In the final exercise of Sustainable Systems Day, participants shared quick images of the sustainable worlds they had been working with:
The breast milk of mothers everywhere is free of toxins; no human being is illegal; rituals of gratitude are a regular part of our culture; all of us have young people working side by side with us we trust and call on their creativity; you can drink the water; zero waste; the patent offices are closed because they acknowledge that the 3.85 billion years of evolution hold all the patents we need; we honor and respect our local communities; as your president, I announce an 8-year, $100-billion bill to make the U. S. energy independent; an Earth Bible; no road-kill; freshly fixed up barns still owned by farmers in Vermont; all people everywhere contributing to the sustainability effort.

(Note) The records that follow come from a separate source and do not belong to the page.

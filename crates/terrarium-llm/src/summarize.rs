//! Memory summarization calls.
//!
//! Consolidation hands the summarizer the ordered texts of the items
//! being evicted; the summarizer numbers them, renders the summarize
//! prompts, and asks the generator for a condensed recollection. The
//! fallback policy on failure belongs to the memory store, so errors
//! propagate here.

use std::fmt::Write as _;
use std::sync::Arc;

use crate::client::TextGenerator;
use crate::error::GenerationUnavailable;
use crate::prompt::PromptSet;

/// Sampling temperature for summarization calls. Lower than decisions:
/// summaries should be conservative.
const SUMMARY_TEMPERATURE: f32 = 0.3;

/// Condenses runs of episodic memory into one summary text.
pub struct Summarizer {
    generator: Arc<TextGenerator>,
    prompts: Arc<PromptSet>,
}

impl Summarizer {
    /// Create a summarizer over a shared generator and template set.
    pub const fn new(generator: Arc<TextGenerator>, prompts: Arc<PromptSet>) -> Self {
        Self { generator, prompts }
    }

    /// Summarize an ordered list of memory texts.
    ///
    /// # Errors
    ///
    /// Returns [`GenerationUnavailable`] if the prompts cannot be
    /// rendered or the generator fails after its retries. The caller
    /// applies the placeholder-summary fallback.
    pub async fn summarize(&self, texts: &[String]) -> Result<String, GenerationUnavailable> {
        let mut events = String::new();
        for (index, text) in texts.iter().enumerate() {
            let _ = writeln!(events, "{}. {text}", index.saturating_add(1));
        }

        let system = self
            .prompts
            .summarize_system()
            .map_err(|e| GenerationUnavailable::new(e.to_string()))?;
        let user = self
            .prompts
            .summarize_user(&events)
            .map_err(|e| GenerationUnavailable::new(e.to_string()))?;

        self.generator
            .generate(&user, Some(&system), SUMMARY_TEMPERATURE)
            .await
    }
}

#[cfg(test)]
#[allow(clippy::unwrap_used)]
mod tests {
    use super::*;
    use crate::client::ScriptedGenerator;

    #[tokio::test]
    async fn summarize_returns_generator_output() {
        let summarizer = Summarizer::new(
            Arc::new(TextGenerator::scripted(ScriptedGenerator::always(
                "Alice and Bob talked all week.",
            ))),
            Arc::new(PromptSet::new().unwrap()),
        );
        let summary = summarizer
            .summarize(&["Alice greeted Bob".to_owned(), "Bob replied".to_owned()])
            .await
            .unwrap();
        assert_eq!(summary, "Alice and Bob talked all week.");
    }

    #[tokio::test]
    async fn summarize_propagates_generation_failure() {
        let summarizer = Summarizer::new(
            Arc::new(TextGenerator::scripted(ScriptedGenerator::failing())),
            Arc::new(PromptSet::new().unwrap()),
        );
        assert!(summarizer.summarize(&["one".to_owned()]).await.is_err());
    }
}
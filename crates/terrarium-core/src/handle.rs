//! The clonable control surface handed to observer frontends.
//!
//! A [`WorldHandle`] carries shared references to the agent registry and
//! the run-control flags. Injections and reads lock the registry, so
//! they interleave with the scheduler at agent-turn granularity: an
//! injection lands either before or after a turn, never inside one.

use std::collections::BTreeMap;
use std::sync::Arc;

use serde::Serialize;
use tokio::sync::Mutex;
use tracing::info;

use terrarium_agents::AgentRuntime;
use terrarium_types::{AgentId, PersistedMood};

use crate::control::ControlState;

/// Mood delta applied when a world event is injected.
const EVENT_INJECT_DELTA: i32 = 2;

/// Mood and affinity delta applied when a user message is injected.
const USER_MESSAGE_DELTA: i32 = 5;

/// One agent's public state, as reported by the status endpoint.
#[derive(Debug, Clone, PartialEq, Eq, Serialize)]
pub struct AgentOverview {
    /// The agent's identity.
    pub id: AgentId,
    /// Display name.
    pub name: String,
    /// Immutable personality descriptor.
    pub personality: String,
    /// Canonical persisted mood label.
    pub mood: PersistedMood,
    /// Raw mood value.
    pub mood_value: i32,
    /// The agent's last recorded intent (empty before its first turn).
    pub current_intent: String,
}

/// Clonable handle for observing and steering a running world.
#[derive(Clone)]
pub struct WorldHandle {
    registry: Arc<Mutex<BTreeMap<AgentId, AgentRuntime>>>,
    control: Arc<ControlState>,
}

impl WorldHandle {
    pub(crate) const fn new(
        registry: Arc<Mutex<BTreeMap<AgentId, AgentRuntime>>>,
        control: Arc<ControlState>,
    ) -> Self {
        Self { registry, control }
    }

    /// The currently applied speed multiplier.
    pub fn speed(&self) -> f64 {
        self.control.speed()
    }

    /// Set the speed multiplier, clamping to 0.5..=5.0. Returns the
    /// applied value.
    pub fn set_speed(&self, multiplier: f64) -> f64 {
        let applied = self.control.set_speed(multiplier);
        info!(speed = applied, "simulation speed changed");
        applied
    }

    /// Ask the world loop to stop after the current agent turn.
    pub fn request_stop(&self) {
        info!("stop requested");
        self.control.request_stop();
    }

    /// Whether the world loop is currently running.
    pub fn is_running(&self) -> bool {
        self.control.is_running()
    }

    /// Number of loaded agents.
    pub async fn agent_count(&self) -> usize {
        self.registry.lock().await.len()
    }

    /// Public state of every loaded agent, in id order.
    pub async fn overview(&self) -> Vec<AgentOverview> {
        let registry = self.registry.lock().await;
        registry
            .values()
            .map(|agent| AgentOverview {
                id: agent.id(),
                name: agent.name().to_owned(),
                personality: agent.personality().to_owned(),
                mood: agent.mood_label().persisted(),
                mood_value: agent.mood_value(),
                current_intent: agent.current_intent().to_owned(),
            })
            .collect()
    }

    /// Inject a world event perceived by every agent except `actor`.
    ///
    /// Each touched agent remembers `[World event] {text}` and gains a
    /// small positive mood delta with no peer attribution. Returns the
    /// number of agents touched.
    pub async fn inject_event(&self, text: &str, actor: Option<AgentId>) -> usize {
        let perceived = format!("[World event] {text}");
        let mut registry = self.registry.lock().await;
        let mut touched = 0_usize;
        for (id, agent) in registry.iter_mut() {
            if actor == Some(*id) {
                continue;
            }
            agent.perceive(&perceived, EVENT_INJECT_DELTA, None);
            touched = touched.saturating_add(1);
        }
        info!(touched, "world event injected");
        touched
    }

    /// Inject a user message to the agent named `target_name`.
    ///
    /// The target perceives `User ({from}) said to you: {content}` with
    /// a positive mood delta and no peer attribution (the sender is not
    /// a registered agent). Returns the target's id, or `None` when no
    /// agent has that name.
    pub async fn inject_message(
        &self,
        target_name: &str,
        from: &str,
        content: &str,
    ) -> Option<AgentId> {
        let perceived = format!("User ({from}) said to you: {content}");
        let mut registry = self.registry.lock().await;
        let target = registry
            .values_mut()
            .find(|agent| agent.name() == target_name)?;
        target.perceive(&perceived, USER_MESSAGE_DELTA, None);
        let id = target.id();
        info!(target = %id, "user message injected");
        Some(id)
    }
}
// Copyright (C) 2025 Kashin Vladislav (Rust adaptation author)
//
// Licensed under the Apache License, Version 2.0 (the "License");
// you may not use this file except in compliance with the License.
// You may obtain a copy of the License at
//
// http://www.apache.org/licenses/LICENSE-2.0
//
// Unless required by applicable law or agreed to in writing, software
// distributed under the License is distributed on an "AS IS" BASIS,
// WITHOUT WARRANTIES OR CONDITIONS OF ANY KIND, either express or implied.
// See the License for the specific language governing permissions and
// limitations under the License.

use std::borrow::Cow;

use crate::{
    pattern_engine::{self, PatternEngine},
    phonemetadata::TerritoryMetadata,
    phonenumber::PhoneNumber,
};

use super::{
    PhoneNumberFormat,
    helper_constants::{
        DEFAULT_EXTN_PREFIX, FIRST_GROUP_PATTERN, FIRST_GROUP_PLACEHOLDER, FIRST_GROUP_TEMPLATE,
        NATIONAL_PREFIX_PLACEHOLDER, PLUS_SIGN, RFC3966_EXTN_PREFIX, RFC3966_PREFIX,
    },
};

/// Returns the national significant number with the leading zero put back
/// when the number carries one.
pub(super) fn get_national_significant_number(phone_number: &PhoneNumber) -> String {
    let zero = if phone_number.italian_leading_zero() { "0" } else { "" };
    fast_cat::concat_str!(zero, phone_number.national_number())
}

/// A helper function that is used by Format and FormatByPattern.
pub(super) fn prefix_number_with_country_calling_code(
    country_calling_code: i32,
    number_format: PhoneNumberFormat,
    formatted_number: &mut String,
) {
    let mut buf = itoa::Buffer::new();
    let country_calling_code_str = buf.format(country_calling_code);

    // we anyway allocate a new string in concatenation, so we'l do it once
    // with capacity of resulting string
    let new_str = match number_format {
        PhoneNumberFormat::E164 => {
            fast_cat::concat_str!(PLUS_SIGN, country_calling_code_str, formatted_number.as_str())
        }
        PhoneNumberFormat::International => fast_cat::concat_str!(
            PLUS_SIGN,
            country_calling_code_str,
            " ",
            formatted_number.as_str()
        ),
        PhoneNumberFormat::RFC3966 => fast_cat::concat_str!(
            RFC3966_PREFIX,
            PLUS_SIGN,
            country_calling_code_str,
            "-",
            formatted_number.as_str()
        ),
        PhoneNumberFormat::National => return,
    };
    *formatted_number = new_str;
}

/// Returns the formatted extension of a phone number, if the phone number had
/// an extension specified, else `None`.
pub(super) fn get_formatted_extension(
    phone_number: &PhoneNumber,
    metadata: &TerritoryMetadata,
    number_format: PhoneNumberFormat,
) -> Option<String> {
    let extension = phone_number.extension()?;
    let prefix = if matches!(number_format, PhoneNumberFormat::RFC3966) {
        RFC3966_EXTN_PREFIX
    } else {
        metadata.preferred_extn_prefix().unwrap_or(DEFAULT_EXTN_PREFIX)
    };
    Some(fast_cat::concat_str!(prefix, extension))
}

/// Expands a national prefix formatting rule such as `"$NP $FG"` into a
/// substitution fragment: `$NP` becomes `national_prefix` and `$FG` becomes
/// the literal reference `$1`.
pub fn build_national_prefix_rule(
    patterns: &PatternEngine,
    national_prefix_formatting_rule: &str,
    national_prefix: &str,
) -> pattern_engine::Result<String> {
    let with_prefix = patterns.substitute_all(
        NATIONAL_PREFIX_PLACEHOLDER,
        national_prefix_formatting_rule,
        national_prefix,
    )?;
    let rule = patterns.substitute_all(FIRST_GROUP_PLACEHOLDER, &with_prefix, FIRST_GROUP_TEMPLATE)?;
    Ok(rule.into_owned())
}

/// Splices `prefix_rule` into `template` in place of its first group
/// reference, e.g. `"$1 $2"` with `"0$1"` gives `"0$1 $2"`.
pub fn apply_national_prefix_rule<'a>(
    patterns: &PatternEngine,
    template: &'a str,
    prefix_rule: &str,
) -> Cow<'a, str> {
    patterns.substitute_first(FIRST_GROUP_PATTERN, template, prefix_rule)
}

Fellows’ effectiveness is the leverage point for bringing about their visions of a sustainable world, so the second day and a half were dedicated to integrating the lessons learned. Interactive exercises, coaching, and structured solo time enabled Fellows to reflect on the ways they’ve grown and changed in the course of the Fellowship, acknowledge developments
they’ve seen in each other, and set new intentions going forth. Traveling back in time, Fellows reviewed their experiences over the two-year Fellowship from the moment they read the application.
Each Fellow reflected on what they learned about working for sustainability, specifically what they learned from their experiments in the “learning cycles,” introduced in the first workshop (design strategies ––>act ––> assess results ––> design strategies). In coaching groups, Fellows described those learnings and acknowledged growth in each other.

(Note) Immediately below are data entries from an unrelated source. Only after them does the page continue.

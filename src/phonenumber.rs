// Copyright (C) 2025 Kashin Vladislav (Rust adaptation author)
//
// Licensed under the Apache License, Version 2.0 (the "License");
// you may not use this file except in compliance with the License.
// You may obtain a copy of the License at
//
// http://www.apache.org/licenses/LICENSE-2.0
//
// Unless required by applicable law or agreed to in writing, software
// distributed under the License is distributed on an "AS IS" BASIS,
// WITHOUT WARRANTIES OR CONDITIONS OF ANY KIND, either express or implied.
// See the License for the specific language governing permissions and
// limitations under the License.

/// A parsed phone number as handed over by the parser.
///
/// The national significant number never stores a leading zero; numbers that
/// are displayed with one (Italian fixed lines, for example) carry
/// `italian_leading_zero` instead and the zero is put back when formatting.
#[derive(Debug, Clone, PartialEq, Eq, Hash)]
pub struct PhoneNumber {
    country_code: i32,
    national_number: String,
    extension: Option<String>,
    italian_leading_zero: bool,
}

impl PhoneNumber {
    pub fn new(country_code: i32, national_number: impl Into<String>) -> Self {
        Self {
            country_code,
            national_number: national_number.into(),
            extension: None,
            italian_leading_zero: false,
        }
    }

    pub fn with_extension(mut self, extension: impl Into<String>) -> Self {
        self.extension = Some(extension.into());
        self
    }

    pub fn with_italian_leading_zero(mut self, italian_leading_zero: bool) -> Self {
        self.italian_leading_zero = italian_leading_zero;
        self
    }

    pub fn country_code(&self) -> i32 {
        self.country_code
    }

    pub fn national_number(&self) -> &str {
        &self.national_number
    }

    pub fn extension(&self) -> Option<&str> {
        self.extension.as_deref()
    }

    pub fn has_extension(&self) -> bool {
        self.extension.is_some()
    }

    pub fn italian_leading_zero(&self) -> bool {
        self.italian_leading_zero
    }
}
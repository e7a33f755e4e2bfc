mod interfaces;
mod numberformatter;
mod pattern_engine;
mod regexp_cache;
pub mod phonemetadata;
pub mod phonenumber;
pub(crate) mod regex_util;
pub(crate) mod string_util;

/// Small helpers for the `Cow` juggling done by the formatter.
mod macros;

#[cfg(test)]
mod tests;

pub use interfaces::MetadataProvider;
pub use numberformatter::{
    NumberFormatter, PhoneNumberFormat,
    helper_functions::{apply_national_prefix_rule, build_national_prefix_rule},
};
pub use pattern_engine::PatternEngine;
pub use phonemetadata::{MetadataCollection, NumberFormat, TerritoryMetadata};
pub use phonenumber::PhoneNumber;
pub use regexp_cache::InvalidRegexError;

On the final day, during a series of exercises, Fellows outlined what their intentions and next steps for creating a sustainable world would be. An interactive exchange with several others gave Fellows the opportunity to refine their vision, their next steps, and the support they would need.
A Transition Ceremony marked the end of the formal Fellowship. With a reunion already planned for July in Montana, this second cohort of Donella Meadows Leadership Fellows embarked secure in the knowledge that a new phase of their fellowship had just begun.
RIGOROUS LEARNING
We take “learning” to mean “building the capacity to take effective action.” And our approach to facilitating learning in sustainability leaders is to support them to engage in an iterative learning cycle built on action and reflection.
With the one-on-one coaching from a professional, leaders assess their results from their work relative to their most ambitious desired outcomes, identify the gaps, and design strategies that would close those gaps.
For example, they may decide they need to collaborate more with colleagues, change their strategy for passing a certain law, or, more personally, speak more passionately and less analytically in public settings.
Supported and encouraged by their coach and peers, who are engaged in similar work, they design and implement experiments and actions in their real world setting (e.g., meet with another stakeholder, include new content in a speech, draw a systems diagram, notice assumptions they make as they do their work, or try a new approach with a colleague) from which they could learn what works and what does not. With their coach and peers, they observe the results and, again, compare them against their desired outcomes, and continue with another iteration of action and reflection.
The goal of the process is to combine three elements:
1) ambitious, real-world risk-taking toward the highest goals the leader can envision for herself and the world;
2) nurturing, supportive, safe environment of encouragement and acknowledgment; and
3) rigorous use of the scientific method of experimentation, reflection, and conclusion.